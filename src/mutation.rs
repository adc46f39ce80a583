//! Admin writes against the backend.
//!
//! Nothing is applied locally until the backend confirms it: the view only
//! ever receives the normalized record the server answered with. Each
//! request takes a ticket before it leaves, and the view drops a result if
//! a later ticket for the same entity was already committed.

use log::{debug, info, warn};
use std::{
    collections::BTreeSet,
    sync::{
        Arc,
        atomic::{AtomicU64, Ordering},
    },
};

use crate::backend::{
    BackendError, IncidentPatch, NewIncident, NewIncidentUpdate, NewService, ServicePatch,
    StatusBackend,
};
use crate::model::{ChannelEvent, Incident, IncidentStatus, Service, ServiceStatus};
use crate::normalize::{DEFAULT_INCIDENT_STATUS, normalize_incident, normalize_service};
use crate::realtime::Publisher;
use crate::view::{Change, ViewError, ViewHandle};

#[derive(Debug, thiserror::Error)]
pub enum MutationError {
    #[error("Missing required fields: {}", .0.join(", "))]
    Validation(Vec<&'static str>),
    #[error("No organization selected")]
    MissingOrganization,
    #[error("Backend error: {0}")]
    Backend(#[from] BackendError),
    #[error("Backend answered with a record that could not be read")]
    InvalidResponse,
}

pub type Result<T> = std::result::Result<T, MutationError>;

#[derive(Debug, Clone, Default, PartialEq, Eq)]
pub struct ServiceInput {
    pub name: Option<String>,
    pub description: Option<String>,
    pub status: Option<ServiceStatus>,
}

#[derive(Debug, Clone, Default, PartialEq, Eq)]
pub struct IncidentInput {
    pub title: Option<String>,
    pub description: Option<String>,
    /// Defaults to `investigating`.
    pub status: Option<IncidentStatus>,
    pub severity: Option<String>,
    pub affected_services: BTreeSet<String>,
}

fn present(value: &Option<String>) -> Option<String> {
    value
        .as_deref()
        .map(str::trim)
        .filter(|value| !value.is_empty())
        .map(str::to_string)
}

impl ServiceInput {
    fn validate(&self) -> Result<NewService> {
        let name = present(&self.name);
        let description = present(&self.description);
        let mut missing = Vec::new();
        if name.is_none() {
            missing.push("name");
        }
        if self.status.is_none() {
            missing.push("status");
        }
        if description.is_none() {
            missing.push("description");
        }
        match (name, self.status, description) {
            (Some(name), Some(status), Some(description)) => Ok(NewService {
                name,
                description,
                status,
            }),
            _ => Err(MutationError::Validation(missing)),
        }
    }

    fn into_patch(self) -> ServicePatch {
        ServicePatch {
            name: present(&self.name),
            description: present(&self.description),
            status: self.status,
        }
    }
}

impl IncidentInput {
    fn validate(&self) -> Result<NewIncident> {
        let title = present(&self.title);
        let affected_services: BTreeSet<String> = self
            .affected_services
            .iter()
            .map(|id| id.trim().to_string())
            .filter(|id| !id.is_empty())
            .collect();
        let mut missing = Vec::new();
        if title.is_none() {
            missing.push("title");
        }
        if affected_services.is_empty() {
            missing.push("affected_services");
        }
        match title {
            Some(title) if missing.is_empty() => Ok(NewIncident {
                title,
                description: present(&self.description).unwrap_or_default(),
                status: self.status.unwrap_or(DEFAULT_INCIDENT_STATUS),
                severity: present(&self.severity),
                affected_services,
            }),
            _ => Err(MutationError::Validation(missing)),
        }
    }
}

pub struct MutationController {
    backend: Arc<dyn StatusBackend>,
    view: ViewHandle,
    organization_id: Option<String>,
    publisher: Option<Arc<dyn Publisher>>,
    tickets: AtomicU64,
}

impl MutationController {
    pub fn new(backend: Arc<dyn StatusBackend>, view: ViewHandle) -> Self {
        Self {
            backend,
            view,
            organization_id: None,
            publisher: None,
            tickets: AtomicU64::new(0),
        }
    }

    /// Scope writes to this organization instead of the one the view loaded.
    pub fn with_organization_id(mut self, organization_id: impl Into<String>) -> Self {
        self.organization_id = Some(organization_id.into());
        self
    }

    /// Announce confirmed writes to the view's other viewers.
    pub fn with_publisher(mut self, publisher: Arc<dyn Publisher>) -> Self {
        self.publisher = Some(publisher);
        self
    }

    fn organization_id(&self) -> Result<String> {
        self.organization_id
            .clone()
            .filter(|id| !id.is_empty())
            .or_else(|| {
                self.view
                    .snapshot()
                    .organization
                    .as_ref()
                    .map(|organization| organization.id.clone())
            })
            .ok_or(MutationError::MissingOrganization)
    }

    fn ticket(&self) -> u64 {
        self.tickets.fetch_add(1, Ordering::SeqCst) + 1
    }

    /// The backend scopes incident writes by the incident's primary service.
    fn incident_service(&self, incident_id: &str) -> Option<String> {
        self.view
            .snapshot()
            .incidents
            .get(incident_id)
            .and_then(|incident| incident.affected_services.iter().next().cloned())
    }

    async fn commit(&self, ticket: u64, change: Change) {
        match self.view.commit(ticket, change).await {
            Ok(()) => {}
            Err(ViewError::Closed(slug)) => {
                debug!("View of {slug} closed, discarding result #{ticket}");
            }
            Err(e) => warn!("Failed to commit result #{ticket}: {e}"),
        }
    }

    async fn announce(&self, event: ChannelEvent) {
        let Some(publisher) = &self.publisher else {
            return;
        };
        if let Err(e) = publisher.publish(self.view.slug(), &event).await {
            warn!("Failed to announce {} for {}: {e}", event.kind(), self.view.slug());
        }
    }

    async fn confirm_service(&self, ticket: u64, raw: serde_json::Value) -> Result<Service> {
        let Some(service) = normalize_service(&raw) else {
            // The write went through; reload instead of guessing.
            let _ = self.view.resync().await;
            return Err(MutationError::InvalidResponse);
        };
        self.commit(ticket, Change::UpsertService(service.clone()))
            .await;
        self.announce(ChannelEvent::StatusChange {
            service_id: service.id.clone(),
            new_status: service.status,
            last_checked: Some(service.last_checked),
        })
        .await;
        Ok(service)
    }

    async fn confirm_incident(&self, ticket: u64, raw: serde_json::Value) -> Result<Incident> {
        let Some(incident) = normalize_incident(&raw) else {
            let _ = self.view.resync().await;
            return Err(MutationError::InvalidResponse);
        };
        self.commit(ticket, Change::UpsertIncident(incident.clone()))
            .await;
        self.announce(ChannelEvent::IncidentUpdate {
            incident: incident.clone(),
        })
        .await;
        Ok(incident)
    }

    pub async fn create_service(&self, input: ServiceInput) -> Result<Service> {
        let service = input.validate()?;
        let organization_id = self.organization_id()?;
        let ticket = self.ticket();

        let raw = self.backend.create_service(&organization_id, &service).await?;
        let service = self.confirm_service(ticket, raw).await?;
        info!("Created service {} ({})", service.id, service.name);
        Ok(service)
    }

    pub async fn update_service(&self, id: &str, changes: ServiceInput) -> Result<Service> {
        let organization_id = self.organization_id()?;
        let ticket = self.ticket();

        let raw = self
            .backend
            .update_service(&organization_id, id, &changes.into_patch())
            .await?;
        let service = self.confirm_service(ticket, raw).await?;
        info!("Updated service {}", service.id);
        Ok(service)
    }

    /// Deleting something that is already gone succeeds.
    pub async fn delete_service(&self, id: &str) -> Result<()> {
        let organization_id = self.organization_id()?;
        let ticket = self.ticket();

        match self.backend.delete_service(&organization_id, id).await {
            Ok(()) => info!("Deleted service {id}"),
            Err(BackendError::NotFound) => info!("Service {id} was already gone"),
            Err(e) => return Err(e.into()),
        }
        self.commit(ticket, Change::RemoveService(id.to_string()))
            .await;
        Ok(())
    }

    pub async fn create_incident(&self, input: IncidentInput) -> Result<Incident> {
        let incident = input.validate()?;
        let organization_id = self.organization_id()?;
        let ticket = self.ticket();

        let raw = self
            .backend
            .create_incident(&organization_id, &incident)
            .await?;
        let incident = self.confirm_incident(ticket, raw).await?;
        info!("Opened incident {} ({})", incident.id, incident.title);
        Ok(incident)
    }

    /// A status change is recorded as a new history entry, since an
    /// incident's status is that of its latest update.
    pub async fn update_incident(&self, id: &str, mut patch: IncidentPatch) -> Result<Incident> {
        if let Some(status) = patch.status.filter(|_| patch.update.is_none()) {
            patch.update = Some(NewIncidentUpdate {
                message: format!("Status changed to {status}"),
                status,
            });
        }
        let organization_id = self.organization_id()?;
        let ticket = self.ticket();
        let service_id = self.incident_service(id);

        let raw = self
            .backend
            .update_incident(&organization_id, id, service_id.as_deref(), &patch)
            .await?;
        let incident = self.confirm_incident(ticket, raw).await?;
        info!("Updated incident {} (now {})", incident.id, incident.status());
        Ok(incident)
    }

    /// Append to an incident's history; its status follows the new entry.
    pub async fn add_incident_update(
        &self,
        id: &str,
        message: &str,
        status: IncidentStatus,
    ) -> Result<Incident> {
        let message = message.trim();
        if message.is_empty() {
            return Err(MutationError::Validation(vec!["message"]));
        }
        let patch = IncidentPatch {
            update: Some(NewIncidentUpdate {
                message: message.to_string(),
                status,
            }),
            ..Default::default()
        };
        self.update_incident(id, patch).await
    }

    pub async fn delete_incident(&self, id: &str) -> Result<()> {
        let organization_id = self.organization_id()?;
        let ticket = self.ticket();
        let service_id = self.incident_service(id);

        match self
            .backend
            .delete_incident(&organization_id, id, service_id.as_deref())
            .await
        {
            Ok(()) => info!("Deleted incident {id}"),
            Err(BackendError::NotFound) => info!("Incident {id} was already gone"),
            Err(e) => return Err(e.into()),
        }
        self.commit(ticket, Change::RemoveIncident(id.to_string()))
            .await;
        Ok(())
    }
}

::::::::

- What you need to do
If a line of the listing above holds the string "Ordering", copy it.

- Answer to this problem
        atomic::{AtomicU64, Ordering},
        self.tickets.fetch_add(1, Ordering::SeqCst) + 1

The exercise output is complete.